So a couple of weeks back, I discovered that the ERF filter in the 152mm Frankenscope was split right down the middle. I noticed when I looked down the telescope's throat to see if there were any obvious problems that might account for its low contrast. This cracked filter wasn't obvious, and I don't think it accounts for much of the lack of contrast (because this solar 'scope has never shown the contrast I think it should), but I do think it caused some wierd doubling of detail down near the border of resolution and noise. That it was cracked was apparent only because the reflections I saw coming up from each side of the filter didn't exactly meet in the middle. I went in to have a look and the filter came out in two neatly split halves:




On the far right is a 72mm clear-glass photo filter; on the left, the cracked Lunt ERF. I compared reflections from a known-to-be-mounted-right ERF in my 60mm Lunt solar 'scope with the reflections from each side of this filter to be sure which had the IR-rejection properties. Then I cleaned the opposite side using a Baader cleaning kit formerly sold by A-P. I did the same to one side of the photographic filter.

I put three drops of optical cement (Norland Optical Adhesive #61, bought from Edmunds) on each half of the ERF. That was probably too much. Two would have been plenty. And I pressed the cleaned side of the photo filter onto the ERF. Squoonched and rotated it around some to distribute the cement, pressing down to insure good contact, working bubbles out from between where the drops of cement met. I prepared this open-face optical sandwich on an aluminum plate padded with a lint-free lens-cleaning tissue to assure solid, flat support, and I worked in the shade, indoors, because the UV from sunlight (absent the specified 100w "mercury lamp") can be used to quick-cure the cement. Once happy-ish with the arrangement, I removed the tissue and carried the filter and aluminum plate outside into full, clear sunlight.

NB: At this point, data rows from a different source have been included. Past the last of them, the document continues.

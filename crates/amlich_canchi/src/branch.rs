//! The twelve Earthly Branches (Địa Chi) and their zodiac animals.

use crate::element::Element;

/// One of the twelve Earthly Branches.
#[derive(Debug, Clone, Copy, PartialEq, Eq, Hash)]
#[allow(missing_docs)]
pub enum EarthlyBranch {
    Ty,
    Suu,
    Dan,
    Mao,
    Thin,
    Ti,
    Ngo,
    Mui,
    Than,
    Dau,
    Tuat,
    Hoi,
}

/// All branches in cycle order (index 0 = Tý).
pub const ALL_BRANCHES: [EarthlyBranch; 12] = [
    EarthlyBranch::Ty,
    EarthlyBranch::Suu,
    EarthlyBranch::Dan,
    EarthlyBranch::Mao,
    EarthlyBranch::Thin,
    EarthlyBranch::Ti,
    EarthlyBranch::Ngo,
    EarthlyBranch::Mui,
    EarthlyBranch::Than,
    EarthlyBranch::Dau,
    EarthlyBranch::Tuat,
    EarthlyBranch::Hoi,
];

impl EarthlyBranch {
    pub const fn name(self) -> &'static str {
        match self {
            Self::Ty => "Tý",
            Self::Suu => "Sửu",
            Self::Dan => "Dần",
            Self::Mao => "Mão",
            Self::Thin => "Thìn",
            Self::Ti => "Tỵ",
            Self::Ngo => "Ngọ",
            Self::Mui => "Mùi",
            Self::Than => "Thân",
            Self::Dau => "Dậu",
            Self::Tuat => "Tuất",
            Self::Hoi => "Hợi",
        }
    }

    /// 0-based index (0 = Tý).
    pub const fn index(self) -> u8 {
        self as u8
    }

    /// Branch at `n` modulo 12 (negative `n` wraps).
    pub const fn from_cycle(n: i64) -> Self {
        ALL_BRANCHES[n.rem_euclid(12) as usize]
    }

    pub const fn animal(self) -> ZodiacAnimal {
        ALL_ANIMALS[self.index() as usize]
    }

    pub const fn element(self) -> Element {
        match self {
            Self::Ty | Self::Hoi => Element::Water,
            Self::Dan | Self::Mao => Element::Wood,
            Self::Ti | Self::Ngo => Element::Fire,
            Self::Than | Self::Dau => Element::Metal,
            Self::Suu | Self::Thin | Self::Mui | Self::Tuat => Element::Earth,
        }
    }

    /// Local clock hours `[start, end)` of the double-hour (giờ) ruled by this
    /// branch. Tý spans midnight: 23–1.
    pub const fn hour_range(self) -> (u32, u32) {
        let start = (2 * self.index() as u32 + 23) % 24;
        (start, (start + 2) % 24)
    }
}

/// The twelve animals of the Vietnamese zodiac (the Cat replaces the Rabbit).
#[derive(Debug, Clone, Copy, PartialEq, Eq, Hash)]
pub enum ZodiacAnimal {
    Rat,
    Ox,
    Tiger,
    Cat,
    Dragon,
    Snake,
    Horse,
    Goat,
    Monkey,
    Rooster,
    Dog,
    Pig,
}

/// All animals in branch order (index 0 = Rat).
pub const ALL_ANIMALS: [ZodiacAnimal; 12] = [
    ZodiacAnimal::Rat,
    ZodiacAnimal::Ox,
    ZodiacAnimal::Tiger,
    ZodiacAnimal::Cat,
    ZodiacAnimal::Dragon,
    ZodiacAnimal::Snake,
    ZodiacAnimal::Horse,
    ZodiacAnimal::Goat,
    ZodiacAnimal::Monkey,
    ZodiacAnimal::Rooster,
    ZodiacAnimal::Dog,
    ZodiacAnimal::Pig,
];

impl ZodiacAnimal {
    /// Vietnamese name.
    pub const fn name(self) -> &'static str {
        match self {
            Self::Rat => "Chuột",
            Self::Ox => "Trâu",
            Self::Tiger => "Hổ",
            Self::Cat => "Mèo",
            Self::Dragon => "Rồng",
            Self::Snake => "Rắn",
            Self::Horse => "Ngựa",
            Self::Goat => "Dê",
            Self::Monkey => "Khỉ",
            Self::Rooster => "Gà",
            Self::Dog => "Chó",
            Self::Pig => "Lợn",
        }
    }
}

That's when it occured to me that the "clear photo filter" just might be a UV filter, but, well, what's done is done, and I hoped it wasn't a very good one. Whatever. In 15 minutes, the sandwich was semi-set and in a couple of hours it was nicely so. Then I discovered that some of the excess cement had leaked through the fissure in the ERF and spread out on the IR-rejection side. Panic! Don't glue it to the aluminum, don't make a translucent mess on the surface, don't disturb the bond... I brought it all inside, filpped the sandwich, cleaned the cracked surface (and the aluminum) as aggressively as I dared, and took it back outside. S'OK, I think. Several days later, the bond was as good as it's going to get:




That's the repaired filter reflecting a page of the Slowblog from the ERF side. I don't see any discontinuities there and you have to look to see a line through the middle of the filter when viewing it by transmitted light.

Sky trials to come.


11/3/2012. But not today. I let the batteries get weak, both the gel cell that drives the mount and the internal battery in the computer, and I ended up powering both devices at one time or another from the Honda's 12v auxilliary plug (the one that used to be called the "cigarette lighter"). Mostly I just wanted to keep my hand in on a day of low solar activity, reasonably good transparency, and mediocre seeing. Practice, Mister, practice:










The bottom image is a two frame mosaic of 1602 and environs made from 1.5 GB clips for each panel; the rest are distilled from 1GB clips. All these images use about 150 frames (10-15%) from available clips to knock down electronic noise and still retain some semblance of a seeing filet. I used a gamma of 1.9 for the top shot and 0.5 for the rest. I'm trying to retain some detail in the chromosphere when seen in profile; it's naturally easier at higher gamma but there's a balance to be struck between the ease of retaining surface and limb detail, as always. So far, so good. Also, the chromosphere at the limb is easier to catch with increasing aperture; 90mm seems sufficient, but if I recall correctly, it's much more obvious with 152.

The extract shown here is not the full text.